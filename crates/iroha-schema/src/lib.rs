// SPDX-License-Identifier: Apache-2.0 OR MIT
// Copyright (c) 2025-2026 naskel.com

//! Declarative schema layer with a SCALE wire codec.
//!
//! Types are declared programmatically on a [`SchemaBuilder`], in any order:
//! a field may name a type that is declared later, or the type it belongs to.
//! A single resolution pass binds every such forward reference and yields a
//! frozen [`Schema`], which then encodes, decodes and validates [`Value`]s
//! byte-for-byte compatibly with `parity-scale-codec`.
//!
//! ```rust
//! use iroha_schema::{SchemaBuilder, Value};
//!
//! let mut builder = SchemaBuilder::new();
//! builder.make_versioned("demo.VersionedPing", [("V1", "demo.Ping")]).unwrap();
//! builder.make_struct("demo.Ping", [("seq", "u32")]).unwrap();
//! let schema = builder.resolve_all().unwrap();
//!
//! let ty = schema.type_id("demo.VersionedPing").unwrap();
//! let ping = Value::structure([("seq", Value::U32(7))]);
//! let message = schema.wrap_version(ty, "V1", ping.clone()).unwrap();
//! let bytes = schema.encode(ty, &message).unwrap();
//! assert_eq!(bytes, [1, 7, 0, 0, 0]);
//! assert_eq!(schema.decode_version(ty, &bytes, "V1").unwrap(), ping);
//! ```

pub mod codec;
pub mod config;
pub mod envelope;
pub mod instance;
pub mod schema;
pub mod value;

pub use codec::CodecError;
pub use config::{CodecConfig, ConfigError};
pub use envelope::EnvelopeError;
pub use instance::Instance;
pub use schema::{
    EnumBuilder, Schema, SchemaBuilder, SchemaError, StructBuilder, TupleBuilder, TypeDescriptor,
    TypeId, TypeKind, TypeRef, TypeSpec, VariantSpec,
};
pub use value::{EnumValue, Value};
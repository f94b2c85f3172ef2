// SPDX-License-Identifier: Apache-2.0 OR MIT
// Copyright (c) 2025-2026 naskel.com

//! Expressions used as query arguments.
//!
//! `Expression` embeds `QueryBox`, and every query argument is an
//! `EvaluatesTo`, so this module and the query module reference each other.
//! Only the variants clients build are declared; query arguments are
//! normally `Raw` values. Each declared variant keeps its discriminant from
//! the full ledger enum, so the gaps belong to arithmetic and logic
//! variants left out here.

use crate::error::RequestError;
use crate::paths::*;
use iroha_schema::{EnumValue, Schema, SchemaBuilder, SchemaError, Value, VariantSpec};

/// `Expression::Raw(value)` as a dynamic value.
pub fn raw(schema: &Schema, value: Value) -> Result<Value, RequestError> {
    let ty = schema.type_id(EXPRESSION)?;
    Ok(schema.variant(ty, "Raw", value)?)
}

/// Wrap an expression as `EvaluatesTo`.
pub fn evaluates_to(expression: Value) -> Value {
    Value::structure([("expression", expression)])
}

/// `EvaluatesTo(Raw(value))`, the usual form of a query argument.
pub fn evaluates_to_raw(schema: &Schema, value: Value) -> Result<Value, RequestError> {
    raw(schema, value).map(evaluates_to)
}

/// The raw value inside `EvaluatesTo(Raw(_))`, if that is its shape.
pub fn raw_argument(argument: &Value) -> Option<&Value> {
    let EnumValue {
        variant, payload, ..
    } = argument.get_field("expression")?.as_enum()?;
    (variant == "Raw").then_some(payload.as_ref())
}

pub(crate) fn declare(b: &mut SchemaBuilder) -> Result<(), SchemaError> {
    b.make_struct(EVALUATES_TO, [("expression", EXPRESSION)])?;
    b.make_enum(
        EXPRESSION,
        [
            VariantSpec::new("Add", EXPR_ADD).with_index(0),
            VariantSpec::new("Equal", EXPR_EQUAL).with_index(8),
            VariantSpec::new("Not", EXPR_NOT).with_index(9),
            VariantSpec::new("If", EXPR_IF).with_index(12),
            VariantSpec::new("Raw", VALUE).with_index(13),
            VariantSpec::new("Query", QUERY_BOX).with_index(14),
        ],
    )?;
    b.make_struct(EXPR_ADD, [("left", EVALUATES_TO), ("right", EVALUATES_TO)])?;
    b.make_struct(EXPR_EQUAL, [("left", EVALUATES_TO), ("right", EVALUATES_TO)])?;
    b.make_struct(EXPR_NOT, [("expression", EVALUATES_TO)])?;
    b.make_struct(
        EXPR_IF,
        [
            ("condition", EVALUATES_TO),
            ("then_expression", EVALUATES_TO),
            ("else_expression", EVALUATES_TO),
        ],
    )?;
    Ok(())
}
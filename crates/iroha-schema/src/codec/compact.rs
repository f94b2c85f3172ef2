// SPDX-License-Identifier: Apache-2.0 OR MIT
// Copyright (c) 2025-2026 naskel.com

//! SCALE compact integers.
//!
//! The two low bits of the first byte select the mode:
//!
//! | bits | mode        | range            | width             |
//! |------|-------------|------------------|-------------------|
//! | 00   | single byte | `0 ..= 2^6 - 1`  | 1                 |
//! | 01   | two byte    | `2^6 ..= 2^14-1` | 2                 |
//! | 10   | four byte   | `2^14 ..= 2^30-1`| 4                 |
//! | 11   | big integer | `2^30 ..`        | 1 + (upper6 + 4)  |

use super::CodecError;

const SINGLE_MAX: u128 = 0x3F;
const TWO_MAX: u128 = 0x3FFF;
const FOUR_MAX: u128 = 0x3FFF_FFFF;

/// Append the compact encoding of `value`.
pub fn encode_compact(value: u128, out: &mut Vec<u8>) {
    match value {
        0..=SINGLE_MAX => out.push((value as u8) << 2),
        0..=TWO_MAX => out.extend(&(((value as u16) << 2) | 0b01).to_le_bytes()),
        0..=FOUR_MAX => out.extend(&(((value as u32) << 2) | 0b10).to_le_bytes()),
        _ => {
            let width = big_width(value);
            out.push((((width - 4) as u8) << 2) | 0b11);
            out.extend(&value.to_le_bytes()[..width]);
        }
    }
}

/// Encoded size of `value` in bytes.
pub fn compact_len(value: u128) -> usize {
    match value {
        0..=SINGLE_MAX => 1,
        0..=TWO_MAX => 2,
        0..=FOUR_MAX => 4,
        _ => 1 + big_width(value),
    }
}

/// Decode a compact integer from the front of `input`.
///
/// Returns the value and the number of bytes consumed. Non-canonical
/// encodings (a value written in a wider mode than needed) are rejected.
pub fn decode_compact(input: &[u8]) -> Result<(u128, usize), CodecError> {
    let first = *input.first().ok_or(CodecError::UnexpectedEof { need: 1, have: 0 })?;
    match first & 0b11 {
        0b00 => Ok((u128::from(first >> 2), 1)),
        0b01 => {
            let bytes = take(input, 2)?;
            let value = u16::from_le_bytes([bytes[0], bytes[1]]) >> 2;
            let value = u128::from(value);
            if value <= SINGLE_MAX {
                return Err(CodecError::NonCanonicalCompact);
            }
            Ok((value, 2))
        }
        0b10 => {
            let bytes = take(input, 4)?;
            let value = u32::from_le_bytes([bytes[0], bytes[1], bytes[2], bytes[3]]) >> 2;
            let value = u128::from(value);
            if value <= TWO_MAX {
                return Err(CodecError::NonCanonicalCompact);
            }
            Ok((value, 4))
        }
        _ => {
            let width = usize::from(first >> 2) + 4;
            if width > 16 {
                return Err(CodecError::CompactOverflow);
            }
            let bytes = take(input, 1 + width)?;
            let mut raw = [0u8; 16];
            raw[..width].copy_from_slice(&bytes[1..]);
            let value = u128::from_le_bytes(raw);
            if value <= FOUR_MAX || bytes[width] == 0 {
                return Err(CodecError::NonCanonicalCompact);
            }
            Ok((value, 1 + width))
        }
    }
}

/// Bytes needed for a big-integer mode payload (at least four).
fn big_width(value: u128) -> usize {
    let significant = 16 - (value.leading_zeros() / 8) as usize;
    significant.max(4)
}

fn take(input: &[u8], count: usize) -> Result<&[u8], CodecError> {
    input.get(..count).ok_or(CodecError::UnexpectedEof {
        need: count,
        have: input.len(),
    })
}
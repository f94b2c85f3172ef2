// SPDX-License-Identifier: Apache-2.0 OR MIT
// Copyright (c) 2025-2026 naskel.com

#![no_main]

use iroha_data_model::paths::VERSIONED_SIGNED_QUERY_REQUEST;
use iroha_data_model::{decode_signed_request, load_schema};
use iroha_schema::Schema;
use libfuzzer_sys::fuzz_target;
use std::sync::OnceLock;

fn schema() -> &'static Schema {
    static SCHEMA: OnceLock<Schema> = OnceLock::new();
    SCHEMA.get_or_init(|| load_schema().expect("schema"))
}

fuzz_target!(|data: &[u8]| {
    let schema = schema();
    let _ = decode_signed_request(schema, data);

    // Whatever decodes must re-encode to the same bytes
    if let Ok(ty) = schema.type_id(VERSIONED_SIGNED_QUERY_REQUEST) {
        if let Ok(value) = schema.decode(ty, data) {
            let bytes = schema.encode(ty, &value).expect("re-encode");
            assert_eq!(bytes, data);
        }
    }
});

################

> _Brief_: Copy verbatim, from the listing above, each line from the one containing "let width = big_width(value);" down to the one containing "fn take(input: &[u8], count: usize)", inclusive.

> _Answer section_:
            let width = big_width(value);
            out.push((((width - 4) as u8) << 2) | 0b11);
            out.extend(&value.to_le_bytes()[..width]);
        }
    }
}

/// Encoded size of `value` in bytes.
pub fn compact_len(value: u128) -> usize {
    match value {
        0..=SINGLE_MAX => 1,
        0..=TWO_MAX => 2,
        0..=FOUR_MAX => 4,
        _ => 1 + big_width(value),
    }
}

/// Decode a compact integer from the front of `input`.
///
/// Returns the value and the number of bytes consumed. Non-canonical
/// encodings (a value written in a wider mode than needed) are rejected.
pub fn decode_compact(input: &[u8]) -> Result<(u128, usize), CodecError> {
    let first = *input.first().ok_or(CodecError::UnexpectedEof { need: 1, have: 0 })?;
    match first & 0b11 {
        0b00 => Ok((u128::from(first >> 2), 1)),
        0b01 => {
            let bytes = take(input, 2)?;
            let value = u16::from_le_bytes([bytes[0], bytes[1]]) >> 2;
            let value = u128::from(value);
            if value <= SINGLE_MAX {
                return Err(CodecError::NonCanonicalCompact);
            }
            Ok((value, 2))
        }
        0b10 => {
            let bytes = take(input, 4)?;
            let value = u32::from_le_bytes([bytes[0], bytes[1], bytes[2], bytes[3]]) >> 2;
            let value = u128::from(value);
            if value <= TWO_MAX {
                return Err(CodecError::NonCanonicalCompact);
            }
            Ok((value, 4))
        }
        _ => {
            let width = usize::from(first >> 2) + 4;
            if width > 16 {
                return Err(CodecError::CompactOverflow);
            }
            let bytes = take(input, 1 + width)?;
            let mut raw = [0u8; 16];
            raw[..width].copy_from_slice(&bytes[1..]);
            let value = u128::from_le_bytes(raw);
            if value <= FOUR_MAX || bytes[width] == 0 {
                return Err(CodecError::NonCanonicalCompact);
            }
            Ok((value, 1 + width))
        }
    }
}

/// Bytes needed for a big-integer mode payload (at least four).
fn big_width(value: u128) -> usize {
    let significant = 16 - (value.leading_zeros() / 8) as usize;
    significant.max(4)
}

fn take(input: &[u8], count: usize) -> Result<&[u8], CodecError> {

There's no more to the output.